Significance of Rutherfords Gold Foil Experiment

Gold foil can be used for a lot of things, especially if you are a creative person, and I am. However, one thing I never thought about doing with gold foil was to use it to conduct a scientific experiment. Ernest Rutherford, though, used it to do just that. His experiment produced amazing results (and not just gold foil angel halos); in fact, his experiment actually ushered in the atomic age!

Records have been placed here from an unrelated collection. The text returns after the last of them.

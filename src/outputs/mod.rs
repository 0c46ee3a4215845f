//! Rendering of read-side results.
//!
//! - [`json`]: a listing page as pretty JSON, to stdout or a file

pub mod json;
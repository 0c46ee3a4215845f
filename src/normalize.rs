//! Builds persisted [`NewsRecord`]s from feed entries.

use crate::http::HttpGet;
use crate::models::{ImageMapping, KeyedEntry, NewsRecord};
use crate::storage::ObjectStore;
use crate::uploader::ImageUploader;
use tracing::debug;

/// Literal substitutions applied to summaries. No pattern overlaps another and
/// no replacement contains a pattern character, so the order is irrelevant
/// and applying them twice changes nothing.
const SUMMARY_SUBSTITUTIONS: [(&str, &str); 5] = [
    ("\u{a0}", " "),
    ("[&#8230;]", "..."),
    ("&#8211;", "-"),
    ("&#8220;", "\""),
    ("&#8221;", "\""),
];

/// Replace the WordPress entity artifacts the feed leaves in summaries.
pub fn clean_summary(summary: &str) -> String {
    SUMMARY_SUBSTITUTIONS
        .iter()
        .fold(summary.to_string(), |text, (from, to)| text.replace(from, to))
}

/// Turn a keyed entry into its record, mirroring its image when one was
/// resolved.
///
/// `Image` is set only when the mapping has a URL for the entry *and* the
/// upload succeeded.
pub async fn normalize<H: HttpGet, O: ObjectStore>(
    keyed: &KeyedEntry,
    source: &str,
    images: &ImageMapping,
    uploader: &ImageUploader<'_, H, O>,
) -> NewsRecord {
    let KeyedEntry { key, entry } = keyed;

    let image = match images.get(key) {
        Some(url) => uploader.upload_for_entry(key, url).await,
        None => {
            debug!(entry_key = %key, "No image resolved for entry");
            None
        }
    };

    NewsRecord {
        id: key.as_str().to_string(),
        title: entry.title.clone(),
        summary: clean_summary(&entry.summary),
        link: entry.link.clone(),
        source: source.to_string(),
        created_at: entry.published_at,
        image,
    }
}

In Rutherford’s time, the idea of the existence of atoms was not a new idea. In fact, the ancient Greeks had predicted the existence of atoms around 500 B.C. (of course ancient Greeks were also the first to measure the earth’s circumference, so those people got around – forgive the pun). However, at the end of the nineteenth century, scientists still believed the atom to be an inconsequential player in chemical events (you know, kind of like the kid who plays the sheep in the Christmas play and has no lines). However, a little gold foil changed all that.

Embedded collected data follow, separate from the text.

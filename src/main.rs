//! # gov_news_ingest
//!
//! Incremental ingestion of a government news RSS feed into a queryable
//! record store, with each article's lead image mirrored to object storage.
//!
//! ## Usage
//!
//! ```sh
//! gov_news_ingest --feed-url https://www.argentina.gob.ar/noticias/rss \
//!     --bucket-name news-media --media-path media/news --table-name news
//! gov_news_ingest --table-name news list --limit 5
//! ```
//!
//! ## Architecture
//!
//! One `run` is a single pass, meant to be triggered on a schedule:
//! 1. **Watermark**: newest `CreatedAt` already stored for the source
//! 2. **Feed**: download and parse the RSS feed, keep entries newer than the watermark
//! 3. **Images**: scrape each article page for its lead image (bounded concurrency)
//! 4. **Persist**: upload images, then write one record per entry, in feed order
//!
//! Re-running is safe: records are upserted by `(Source, Id)` and only
//! entries newer than the watermark are considered.

use clap::Parser;
use std::error::Error;
use tracing::{debug, error, info, instrument};
use tracing_subscriber::{EnvFilter, fmt as tfmt};

mod cli;
mod error;
mod filter;
mod http;
mod models;
mod normalize;
mod outputs;
mod pipeline;
mod query;
mod resolver;
mod scrapers;
mod storage;
mod uploader;
mod utils;

use cli::{Action, Cli, FileConfig, ListSettings, RunSettings, StoreSettings};
use http::{ReqwestGet, RetryGet, RetryPolicy};
use outputs::json;
use pipeline::Ingestor;
use scrapers::gobierno::{ArticleImageScraper, GobiernoFeed};
use storage::{S3ObjectStore, SqliteRecordStore};
use uploader::ImageUploader;

/// Dependencies that log too much at `info`.
const QUIET_TARGETS: [&str; 6] = [
    "aws_config",
    "aws_smithy_runtime",
    "hyper",
    "reqwest",
    "sqlx",
    "html5ever",
];

fn init_tracing(level: &str) {
    let filter = EnvFilter::try_from_default_env().unwrap_or_else(|_| {
        let mut directives = level.to_string();
        for target in QUIET_TARGETS {
            directives.push_str(&format!(",{target}=warn"));
        }
        EnvFilter::new(directives)
    });
    tfmt()
        .with_env_filter(filter)
        .with_target(true)
        .with_file(false)
        .with_line_number(false)
        .with_timer(tracing_subscriber::fmt::time::UtcTime::rfc_3339())
        .init();
}

#[tokio::main]
async fn main() -> Result<(), Box<dyn Error>> {
    let args = Cli::parse();
    let file = match &args.config {
        Some(path) => match FileConfig::load(path).await {
            Ok(file) => file,
            Err(e) => {
                // Flags and env only; the file never loaded.
                init_tracing(&args.log_level(&FileConfig::default()));
                error!(path = %path, error = %e, "Failed to load config file");
                return Err(e.into());
            }
        },
        None => FileConfig::default(),
    };

    init_tracing(&args.log_level(&file));
    let start_time = std::time::Instant::now();
    info!("gov_news_ingest starting up");

    let settings = match args.resolve(file) {
        Ok(settings) => settings,
        Err(e) => {
            error!(error = %e, "Invalid configuration");
            return Err(e.into());
        }
    };
    debug!(log_level = %settings.log_level, store = ?settings.store, action = ?settings.action, "Resolved settings");

    let store = &settings.store;
    match settings.action {
        Action::Run(run) => {
            let records = SqliteRecordStore::connect(&store.database_url, &store.table_name)
                .await
                .inspect_err(|e| error!(error = %e, "Record store unreachable"))?;
            ingest(store, run, &records).await?
        }
        Action::List(list) => {
            // Listing never creates the database or the table.
            let records = SqliteRecordStore::open_existing(&store.database_url, &store.table_name)
                .await
                .inspect_err(|e| error!(error = %e, "Record store unreachable"))?;
            list_news(list, &records).await?
        }
    }

    let elapsed = start_time.elapsed();
    info!(
        ?elapsed,
        secs = elapsed.as_secs(),
        millis = elapsed.subsec_millis(),
        "Execution complete"
    );
    Ok(())
}

#[instrument(level = "info", skip_all, fields(source = %store.source_tag))]
async fn ingest(
    store: &StoreSettings,
    run: RunSettings,
    records: &SqliteRecordStore,
) -> Result<(), Box<dyn Error>> {
    let http = RetryGet::new(
        ReqwestGet::with_timeout(run.http_timeout)?,
        RetryPolicy::default(),
    );
    let objects = S3ObjectStore::new(run.objects).await;
    let feed = GobiernoFeed::new(&http, run.feed_url);
    let scraper = ArticleImageScraper::new(&http);

    let ingestor = Ingestor {
        feed: &feed,
        scraper: &scraper,
        records,
        uploader: ImageUploader::new(&http, &objects, &run.media_path),
        source: &store.source_tag,
        concurrency: run.scrape_concurrency,
    };

    match ingestor.run().await {
        Ok(report) => {
            info!(
                outcome = %report.outcome,
                watermark = ?report.watermark,
                fetched = report.fetched,
                new_entries = report.new_entries,
                skipped_malformed = report.skipped_malformed,
                images_resolved = report.images_resolved,
                images_uploaded = report.images_uploaded,
                saved = report.saved,
                failed_writes = report.failed_writes,
                "Run finished"
            );
            Ok(())
        }
        Err(e) => {
            error!(error = %e, "Run aborted");
            Err(e.into())
        }
    }
}

async fn list_news(list: ListSettings, records: &SqliteRecordStore) -> Result<(), Box<dyn Error>> {
    let page = query::list_news(records, &list.query, &list.options).await?;
    json::write_page(&page, list.output.as_deref()).await
}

We can’t really tell the story of Rutherford’s experiment, though, without mentioning a few other actors in this drama who came first and who did have speaking parts – Roentgen, Becquerel, and the Curies. Wilhelm Roentgen took a picture of his wife’s hands using x-rays he had created, which showed her skeleton (thus demonstrating that, yes, there were skeletons in her closet, or at least in her hand). Antoine Becquerel put his photographic plates in a drawer (instead of the closet) with some crystal-containing uranium, and found that these crystals produced x-rays on their own without any outside energy source. These two men thought that their experiments were pretty cool, but they were in essence just dabbling until Marie and Pierre Curie came along. The Curies decided to not only dabble, but to devote their lives to the study of radiation, and in fact they coined the phrase, “radioactive.” Their discovery that radiation is an atomic property of matter, rather than an independent phenomenon, led the way for Rutherford’s experiment.

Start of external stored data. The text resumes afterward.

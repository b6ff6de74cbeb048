//! Scoped DFS scratch state shared by every Tarjan-style pass.
//!
//! Each recursive DFS pass needs per-node `dfn`/`low`/`in_stack` state that must return to its
//! rest value (`0`/`0`/not-in-stack) for every node it touched, however the call tree was
//! unwound: a normal return, an early return once an alternative path is found, or an
//! abandoned probe that gets thrown away. A plain function that "remembers to clean up at the
//! end" cannot offer that guarantee once a call has more than one exit path; an RAII guard can.
//! [`ScratchGuard`] is that guard: it borrows the layer's persistent `dfn`/`low`/`in_stack`
//! vectors for the duration of one DFS pass and restores every visited entry to zero when
//! dropped, regardless of how the pass ended.

use fixedbitset::FixedBitSet;

pub struct DfsScratch {
    pub dfn: Vec<u32>,
    pub low: Vec<u32>,
    pub in_stack: FixedBitSet,
}

impl DfsScratch {
    pub fn new(capacity: usize) -> Self {
        DfsScratch {
            dfn: vec![0; capacity],
            low: vec![0; capacity],
            in_stack: FixedBitSet::with_capacity(capacity),
        }
    }
}

/// One DFS pass over a [`DfsScratch`]. Tracks every node touched this pass (`visited`) and a
/// monotonically increasing discovery counter (`dfn_num`), and on drop clears `dfn`/`low`/
/// `in_stack` back to their rest state for exactly those nodes.
pub struct ScratchGuard<'a> {
    scratch: &'a mut DfsScratch,
    pub visited: Vec<usize>,
    pub dfn_num: u32,
    pub dfs_stack: Vec<usize>,
}

impl<'a> ScratchGuard<'a> {
    pub fn new(scratch: &'a mut DfsScratch) -> Self {
        ScratchGuard {
            scratch,
            visited: Vec::new(),
            dfn_num: 0,
            dfs_stack: Vec::new(),
        }
    }

    pub fn dfn(&self, u: usize) -> u32 {
        self.scratch.dfn[u]
    }

    pub fn low(&self, u: usize) -> u32 {
        self.scratch.low[u]
    }

    pub fn set_low(&mut self, u: usize, value: u32) {
        self.scratch.low[u] = value;
    }

    pub fn in_stack(&self, u: usize) -> bool {
        self.scratch.in_stack.contains(u)
    }

    /// Discover `u`: assign it the next dfn/low, push it on the DFS stack, mark it visited
    /// for this pass so `Drop` knows to reset it.
    pub fn discover(&mut self, u: usize) {
        self.visited.push(u);
        self.dfn_num += 1;
        self.scratch.dfn[u] = self.dfn_num;
        self.scratch.low[u] = self.dfn_num;
        self.dfs_stack.push(u);
        self.scratch.in_stack.put(u);
    }

    pub fn leave_stack(&mut self, u: usize) {
        self.scratch.in_stack.set(u, false);
    }
}

impl Drop for ScratchGuard<'_> {
    fn drop(&mut self) {
        for &i in &self.visited {
            self.scratch.in_stack.set(i, false);
            self.scratch.dfn[i] = 0;
            self.scratch.low[i] = 0;
        }
    }
}

#[cfg(test)]
mod tests {
    use super::*;

    #[test]
    fn drop_clears_only_visited_nodes() {
        let mut scratch = DfsScratch::new(4);
        {
            let mut guard = ScratchGuard::new(&mut scratch);
            guard.discover(1);
            guard.discover(2);
            assert_eq!(guard.dfn(1), 1);
            assert_eq!(guard.dfn(2), 2);
        }
        assert_eq!(scratch.dfn, vec![0, 0, 0, 0]);
        assert_eq!(scratch.low, vec![0, 0, 0, 0]);
        assert_eq!(scratch.in_stack.count_ones(..), 0);
    }

    #[test]
    fn early_return_still_restores_scratch() {
        let mut scratch = DfsScratch::new(3);
        fn abandon(scratch: &mut DfsScratch) {
            let mut guard = ScratchGuard::new(scratch);
            guard.discover(0);
            if true {
                return; // abandoned mid-probe, guard still drops here
            }
            #[allow(unreachable_code)]
            {
                guard.discover(1);
            }
        }
        abandon(&mut scratch);
        assert_eq!(scratch.dfn, vec![0, 0, 0]);
    }
}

Now enters Rutherford and his gold foil! Rutherford carried out a multitude of experiments in which a piece of minutely thin gold foil was bombarded with alpha particles, while screens coated with zinc sulfide were used to detect them. In 1909, Hans Geiger and Ernest Marsden, two researchers in Rutherford’s laboratory at the University of Manchester (and why don’t they get any credit?), under the direction of Rutherford, fired a beam of alpha particles at the foil. Rutherford, who had identified alpha particles a decade earlier, thought they would be a good probe of the atomic structure of matter. When positively charged alpha particles were directed at the foil, the researchers found that most of them passed right through, but there were some that actually bounced back.

Rutherford concluded from this experiment that atomic particles consist mostly of empty space with a central core called a nucleus (it didn’t take a scientist to figure that out – oh wait, he was a scientist). Anyway, Rutherford is credited with defining atomic structure, and he was actually the first person to do experiments in which he “split the atom,” and we all know where that led.

Rutherford later said, “It was quite the most incredible event that has ever happened to me in my life. It was almost as incredible as if you fired a 15-inch shell at a piece of tissue paper and it came back and hit you. On consideration, I realized that this scattering backward must be the result of a single collision, and when I made calculations I saw that it was impossible to get anything of that order of magnitude unless you took a system in which the greater part of the mass of the atom was concentrated in a minute nucleus. It was then that I had the idea of an atom with a minute massive centre carrying a charge.”   (David C. Cassidy, Gerald James Holton, Gerald Holton, Floyd James Rutherford, (2002) Understanding Physics ISBN 9780387987569).

In summary, the significance of Rutherford’s gold foil experiment was that it disproved the current model of the atom, J. J. Thompson’s plum-pudding model (I don’t have time to go into why it was called that – look it up) and led the way to our current understanding of atoms. Although it took quantum physics to understand in full detail the structure of the atom, Rutherford’s central conclusion regarding the nucleus (which he called the central charge) is still used in current atom models.